Hugo Cuellar-Gomez, Department of Postgraduate Studies and Research, School of Medicine, Instituto Politécnico Nacional Ma Esther Ocharán-Hernández, Department of Postgraduate Studies and Research, School of Medicine, Instituto Politécnico Nacional Claudia C. Calzada-Mendoza, Department of Postgraduate Studies and Research, School of Medicine, Instituto Politécnico Nacional David A. Comoto-Santacruz, Department of Molecular Biology, Escuela Militar de Graduados de Sanidad. Mexico City, Mexico


Introduction: Gastric cancer (GC) is the third leading cause of cancer death and a major public health-care problem worldwide. At present, methods for plasma detection of cancer are limited. MicroRNAs (miRNAs) have recently been proposed as genetic regulators, which are deregulated in different types of cancer. The miRNAs are stable in serum/plasma and can be detected. Circulating miRNAs in plasma have been proposed as potential diagnostic biomarkers in GC. Materials and methods: After reviewing the relevant literature, the expression levels of seven miRNAs (miR-16, miR-21, miR-25, miR-26a, miR-92, miR-218, miR-223, and miR-451) were assessed by quantitative reverse transcription polymerase chain reaction using TaqMan microRNA Assays (Applied Biosystems) in plasma samples from GC patients (n = 80) and healthy controls (n = 80).

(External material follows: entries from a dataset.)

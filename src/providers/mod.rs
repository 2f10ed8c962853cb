pub mod alpha_vantage;
pub mod finnhub;
pub mod normalize;
pub(crate) mod util;

pub use alpha_vantage::AlphaVantageProvider;
pub use finnhub::FinnhubProvider;
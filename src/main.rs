use anyhow::Result;
use clap::{Args, CommandFactory, Parser, Subcommand};
use tickerboard::cli::quotes::{QuoteOptions, SortField, ViewMode};
use tickerboard::core::log::init_logging;

#[derive(Parser)]
#[command(version, about)]
struct Cli {
    /// Log to stderr; repeat for more detail (-v info, -vv debug, -vvv trace)
    #[arg(short, long, global = true, action = clap::ArgAction::Count)]
    verbose: u8,

    /// Path to optional configuration file
    #[arg(short, long, global = true)]
    config_path: Option<String>,

    #[command(subcommand)]
    command: Option<Commands>,
}

#[derive(Args)]
struct ViewArgs {
    /// Comma separated symbols, overrides the configured list
    #[arg(short, long, value_delimiter = ',')]
    symbols: Option<Vec<String>>,

    /// How to display the quotes
    #[arg(long, value_enum, default_value_t = ViewMode::Table)]
    view: ViewMode,

    /// Only show quotes whose symbol or company name contains this text
    #[arg(long)]
    search: Option<String>,

    /// Column to sort by
    #[arg(long, value_enum, default_value_t = SortField::Symbol)]
    sort: SortField,

    /// Sort in descending order
    #[arg(long)]
    desc: bool,

    /// Print quotes as JSON instead of a table or chart
    #[arg(long)]
    json: bool,
}

impl ViewArgs {
    fn split(self) -> (Option<Vec<String>>, QuoteOptions) {
        let options = QuoteOptions {
            view: self.view,
            search: self.search,
            sort: self.sort,
            descending: self.desc,
            json: self.json,
        };
        (self.symbols, options)
    }
}

#[derive(Subcommand)]
enum Commands {
    /// Create default configuration
    Setup,
    /// Fetch quotes once and print them
    Quotes(ViewArgs),
    /// Poll quotes on the configured interval until Ctrl-C
    Watch(ViewArgs),
}

#[tokio::main]
async fn main() -> Result<()> {
    let cli = Cli::parse();

    init_logging(cli.verbose);

    let config_path = cli.config_path.as_deref();
    let result = match cli.command {
        Some(Commands::Setup) => {
            tickerboard::cli::setup::setup(&tickerboard::core::config::ApiCredentials::from_env())
        }
        Some(Commands::Quotes(args)) => {
            let (symbols, options) = args.split();
            tickerboard::run_command(tickerboard::AppCommand::Quotes(options), config_path, symbols)
                .await
        }
        Some(Commands::Watch(args)) => {
            let (symbols, options) = args.split();
            tickerboard::run_command(tickerboard::AppCommand::Watch(options), config_path, symbols)
                .await
        }
        None => {
            Cli::command().print_help()?;
            Ok(())
        }
    };

    if let Err(e) = &result {
        tracing::error!(error = %e, "Application failed");
    }
    result
}
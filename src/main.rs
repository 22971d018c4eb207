//! Retail Bank Simulator - Console Entry Point
//!
//! Reads operator commands from stdin, one per line, and prints one reply per
//! command. Replies go to stdout; logs go to stderr.
//!
//! # Startup Flow
//!
//! 1. Initialize logging from `RUST_LOG`
//! 2. Load configuration from `BANK_*` environment variables
//! 3. Create the bank with its opening funds and staff
//! 4. Dispatch commands until `exit` or end of input

use std::io::{self, BufRead, Write};

use tracing_subscriber::EnvFilter;

use retail_bank_simulator::{Bank, Config, Dispatcher};

fn main() -> anyhow::Result<()> {
    // Reads RUST_LOG (defaults to "warn" so the transcript stays readable)
    tracing_subscriber::fmt()
        .with_env_filter(EnvFilter::try_from_default_env().unwrap_or_else(|_| "warn".into()))
        .with_writer(io::stderr)
        .init();

    let config = Config::from_env()?;
    tracing::info!(?config, "Configuration loaded");

    let bank = Bank::new(&config);
    let mut dispatcher = Dispatcher::new(bank, config.output);

    let stdout = io::stdout();
    let mut out = stdout.lock();
    writeln!(
        out,
        "Bank Created; {} created",
        dispatcher.bank().employee_tags().join(", ")
    )?;
    writeln!(out, "Enter a command (type 'exit' to quit): ")?;

    for line in io::stdin().lock().lines() {
        let line = line?;
        let Some(step) = dispatcher.handle_line(&line) else {
            continue;
        };

        writeln!(out, "{}", dispatcher.render(&step))?;
        out.flush()?;

        if step.exit {
            break;
        }
    }

    Ok(())
}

Results: Our results demonstrated that the expression levels of miR-21 and miR-25 were significantly upregulated in GC patients compared to healthy controls with a Fold Change of 11.551 and 60.129, respectively, while miR-223 showed downregulation in GC patients compared to healthy controls with a Fold Change of −247.281. The absolute value of Fold Change > 2 was consider significant, p < 0.05. Conclusions: Our results indicated that miR-21, miR-25, and miR-223 in plasma samples can be served as a potential noninvasive tool in detection of GC.



Keywords: Gastric cancer. MicroRNAs. Plasma. Biomarker. Diagnosis.